Supplies and the End of Quarantine. On Saturday, May 13, 1995, Kierstein decided that additional help was needed, and she and her team spent Saturday morning listing essential supplies, using a satellite telephone to pass the list to Brussels. The request was to send respirator masks, latex gloves, protective gowns, disinfectant, hospital linens and plastic mattress covers, plastic aprons, basic cleaning supplies, water pumps and filters, galoshes, and tents. Kierstein commented that she had seen many African countries, and, even compared to others, the conditions at Kitwit General Hospital were shocking. She further stated that the only thing the hospital staff had to work with was their brains. For twenty-six days, however, the brains and dedication of the on-site rescue teams—as well as the numerous Zairean volunteers and medical workers—continued to be their main weapon. The supplies did not begin arriving in suitable amounts until May 27, 1995.

Meanwhile, Zairean officials had quarantined the Kitwit area. The quarantine was lifted on Sunday, May 21, 1995, so as to allow long-awaited food deliveries to reach Kinshasa. The road between Kitwit and Kinshasa carries much of the capital’s food, grown in the fertile Bandundu region where Kitwit is located. Compulsory health checks continued on road travelers from Kitwit to Kinshasa until the number of recorded deaths remained static at 245. The road health checks ceased on Tuesday, June 6, 1995. The final count was 245 deaths recorded out of 315 people known to have been infected.

Even as a long-term investigation strategy was being prepared that would reveal the entire history of Kitwit’s epidemic, officials in Zaire said that bloody diarrhea had broken out elsewhere in Kitwit’s province of Bandundu. In an area 470 miles north of Kitwit, in a town called Tendjuna, 25 people had died from the ailment. Experts initially assigned a diagnosis of shigellosis to the illness.

Researchers have begun to get a handle on the Ebola virus’s high pathogenicity. Research work at the University of Michigan Medical Center in Ann Arbor reports results suggesting that the virus uses different versions of the same glycoprotein—a protein with sugar groups attached—to wage a two-pronged attack on the body. One glycoprotein, secreted by the virus, seems to paralyze the immune system response that should fight it off, while the other, which stays bound to Ebola, homes in on the endothelial cells lining the interior of blood vessels, helping the virus to infect and damage them.

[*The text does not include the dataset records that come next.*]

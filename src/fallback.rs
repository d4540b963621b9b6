//! Embedded snapshot served when there is neither network nor cache.

use serde::Deserialize;
use tracing::error;

use crate::api::{Book, Collection, Record};

const EMBEDDED: &str = include_str!("../data/fallback.json");

/// Most placeholder books synthesized for one collection.
pub const MAX_PLACEHOLDER_BOOKS: u32 = 10;

#[derive(Debug, Clone, Deserialize)]
pub struct StaticFallbackDataset {
  collections: Vec<Collection>,
  daily: Record,
}

impl StaticFallbackDataset {
  /// The snapshot compiled into the binary.
  pub fn embedded() -> Self {
    Self::from_json(EMBEDDED).unwrap_or_else(|e| {
      error!(error = %e, "Embedded fallback dataset is unreadable");
      Self {
        collections: Vec::new(),
        daily: Record {
          id: "offline:daily".to_string(),
          collection_id: String::new(),
          book_number: None,
          number: String::new(),
          text: "Content is not available offline.".to_string(),
          localized_text: None,
          narrator: None,
          grade: None,
        },
      }
    })
  }

  pub fn from_json(json: &str) -> serde_json::Result<Self> {
    serde_json::from_str(json)
  }

  pub fn collections(&self) -> &[Collection] {
    &self.collections
  }

  pub fn collection(&self, id: &str) -> Option<&Collection> {
    self.collections.iter().find(|c| c.id == id)
  }

  pub fn daily_record(&self) -> &Record {
    &self.daily
  }
}

/// Generic stand-in books for a collection whose real book list is unknown.
///
/// Produces `min(sub_unit_count, 10)` books that split the collection's
/// record count evenly, earlier books taking the remainder.
pub fn placeholder_books(collection: &Collection) -> Vec<Book> {
  let count = collection.sub_unit_count.min(MAX_PLACEHOLDER_BOOKS);
  if count == 0 {
    return Vec::new();
  }

  let base = collection.total_record_count / count;
  let remainder = collection.total_record_count % count;

  (1..=count)
    .map(|number| Book {
      collection_id: collection.id.clone(),
      number,
      name: format!("Book {}", number),
      localized_name: None,
      record_count: base + u32::from(number <= remainder),
    })
    .collect()
}

#[cfg(test)]
mod tests {
  use super::*;

  #[test]
  fn test_embedded_dataset_parses() {
    let dataset = StaticFallbackDataset::from_json(EMBEDDED).unwrap();
    assert!(dataset.collections().len() >= 6);
    assert!(dataset.collection("bukhari").is_some());
    assert_eq!(dataset.daily_record().id, "bukhari:1");
  }

  #[test]
  fn test_placeholder_books_capped_at_ten() {
    let dataset = StaticFallbackDataset::embedded();
    let bukhari = dataset.collection("bukhari").unwrap();
    let books = placeholder_books(bukhari);

    assert_eq!(books.len(), 10);
    assert_eq!(
      books.iter().map(|b| b.record_count).sum::<u32>(),
      bukhari.total_record_count
    );
    assert!(books.iter().all(|b| b.collection_id == "bukhari"));
    assert_eq!(books[0].number, 1);
    assert_eq!(books[9].number, 10);
  }

  #[test]
  fn test_placeholder_books_small_collection() {
    let dataset = StaticFallbackDataset::embedded();
    let nawawi = dataset.collection("nawawi40").unwrap();
    let books = placeholder_books(nawawi);

    assert_eq!(books.len(), 1);
    assert_eq!(books[0].record_count, 42);
  }

  #[test]
  fn test_placeholder_split_is_even() {
    let collection = Collection {
      id: "c".into(),
      name: "C".into(),
      localized_name: None,
      author: None,
      description: None,
      total_record_count: 23,
      sub_unit_count: 4,
    };
    let counts: Vec<u32> = placeholder_books(&collection)
      .iter()
      .map(|b| b.record_count)
      .collect();
    assert_eq!(counts, vec![6, 6, 6, 5]);
  }

  #[test]
  fn test_no_books_declared() {
    let collection = Collection {
      id: "empty".into(),
      name: "Empty".into(),
      localized_name: None,
      author: None,
      description: None,
      total_record_count: 10,
      sub_unit_count: 0,
    };
    assert!(placeholder_books(&collection).is_empty());
  }
}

It seems that as Ebola invades and subverts the cells’ genetic machinery to make more of itself, it also damages the endothelial cells, making blood vessels leaky and weak. The patient first bleeds and then goes into shock as failing blood pressure leaves the circulatory systems unable to pump blood to vital organs. Long before their immune systems can mount an antibody response—a process that can take weeks—most Ebola victims bleed to death. If confirmed in infected animals and humans, the findings suggest that these glycoproteins could be targets for anti-Ebola vaccines as well as for drugs that treat Ebola infections. A vaccine has been developed that works in monkeys, but human trials have not yet proved successful.

Bibliography

Centers for Disease Control and Prevention. “Outbreak of Ebola Viral Hemorrhagic Fever—Zaire, 1995.” Morbidity and Mortality Weekly Report 44 (1995): 381-382.

‗‗‗‗‗‗‗. “Update: Outbreak of Ebola Viral Hemorrhagic Fever—Zaire, 1995.” Morbidity and Mortality Weekly Report 44 (1995): 399.

Cowley, Geoffrey. “Outbreak of Fear.” Newsweek 125 (May 22, 1995): 48.

“Ebola’s Lethal Secrets.” Discovery Magazine 19, no. 1 (July 1, 1998): 24.

Klenk, Hans-Dieter, ed. Marburg and Ebola Viruses. New York: Springer, 1999.

Murphy, Frederick A., and Clarence J. Peters. “Ebola Virus: Where Does It Come from and Where Is It Going?” In Emerging Infections, edited by Richard M. Krause. San Diego, Calif.: Academic Press, 1998.

Regis, Ed. Virus Ground Zero: Stalking the Killer Viruses with the Centers for Disease Control. New York: Pocket Books, 1996.

Smith, Tara C. Ebola. Philadelphia: Chelsea House, 2006.